The manifest error standard applicable on appellate review provides that a *716 jury's verdict cannot be reversed unless the court, after reviewing the record in its entirety, finds there to be no reasonable factual basis for the jury's findings and determines them to be manifestly erroneous or clearly wrong. Stobart v. State Through DOTD, 617 So.2d 880 (La.1993). Where, however, legal error interdicts the fact-finding process, the manifest error standard no longer applies. Ferrell v. Fireman's Fund Ins. Co., 94-1252 (La.2/20/95), 650 So.2d 742. In such instances, if the record is complete, the appellate court is charged to make its own independent de novo review of the record. Id.

The supreme court has recognized that inconsistent jury verdicts may, in certain circumstances, constitute such legal error, requiring the appellate court to conduct a de novo review. See Green v. K-Mart Corp., 03-2495 (La.5/25/04), 874 So.2d 838. For example, when the jury has awarded special damages, but has declined to award general damages, the reviewing court must determine whether the jury's finding is "so inconsistent as to constitute an abuse of discretion." Id., citing Wainwright v. Fontenot, 00-0492 (La.10/17/00), 774 So.2d 70. If so, a de novo review is warranted.

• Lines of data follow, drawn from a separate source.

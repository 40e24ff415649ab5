use crate::database::{DatabaseConnection, DependOnDatabaseConnection, Transaction};
use crate::entity::{Borrowing, BorrowingId};
use crate::KernelError;

#[async_trait::async_trait]
pub trait BorrowingModifier: 'static + Sync + Send {
    type Transaction: Transaction;
    async fn create(
        &self,
        con: &mut Self::Transaction,
        borrowing: &Borrowing,
    ) -> error_stack::Result<(), KernelError>;
    async fn update(
        &self,
        con: &mut Self::Transaction,
        borrowing: &Borrowing,
    ) -> error_stack::Result<(), KernelError>;
    async fn delete(
        &self,
        con: &mut Self::Transaction,
        borrowing_id: &BorrowingId,
    ) -> error_stack::Result<(), KernelError>;
}

pub trait DependOnBorrowingModifier: 'static + Sync + Send + DependOnDatabaseConnection {
    type BorrowingModifier: BorrowingModifier<
        Transaction = <Self::DatabaseConnection as DatabaseConnection>::Transaction,
    >;
    fn borrowing_modifier(&self) -> &Self::BorrowingModifier;
}
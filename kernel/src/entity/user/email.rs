#[derive(Debug, Clone, Eq, PartialEq)]
pub struct UserEmail(String);

impl UserEmail {
    pub fn new(email: impl Into<String>) -> Self {
        Self(email.into())
    }
}

impl From<UserEmail> for String {
    fn from(email: UserEmail) -> Self {
        email.0
    }
}

impl AsRef<String> for UserEmail {
    fn as_ref(&self) -> &String {
        &self.0
    }
}
pub mod service;
pub mod transfer;
mod operation;

pub use self::operation::*;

In the case sub judice, we find it difficult, if not impossible, to discern the factual conclusions of the jury from the face of the jury verdict forms. It is clear, however, that the jury found that both Mr. Lewis and Mr. Griffin suffered injuries causally related to the accident that required medical treatment and that they continue to suffer from those injuries and will require medical treatment in the future. These conclusions are well supported by the record. We find, however, that the damages as recorded on the jury verdict form are inconsistent. Specifically, we find irreconcilable the jury verdict awarding special damages for past and future medical expenses (albeit not even equaling the stipulated medical expenses) and awarding general damages in the form of past mental anguish to Mr. Lewis and future mental anguish for Mr. Griffin.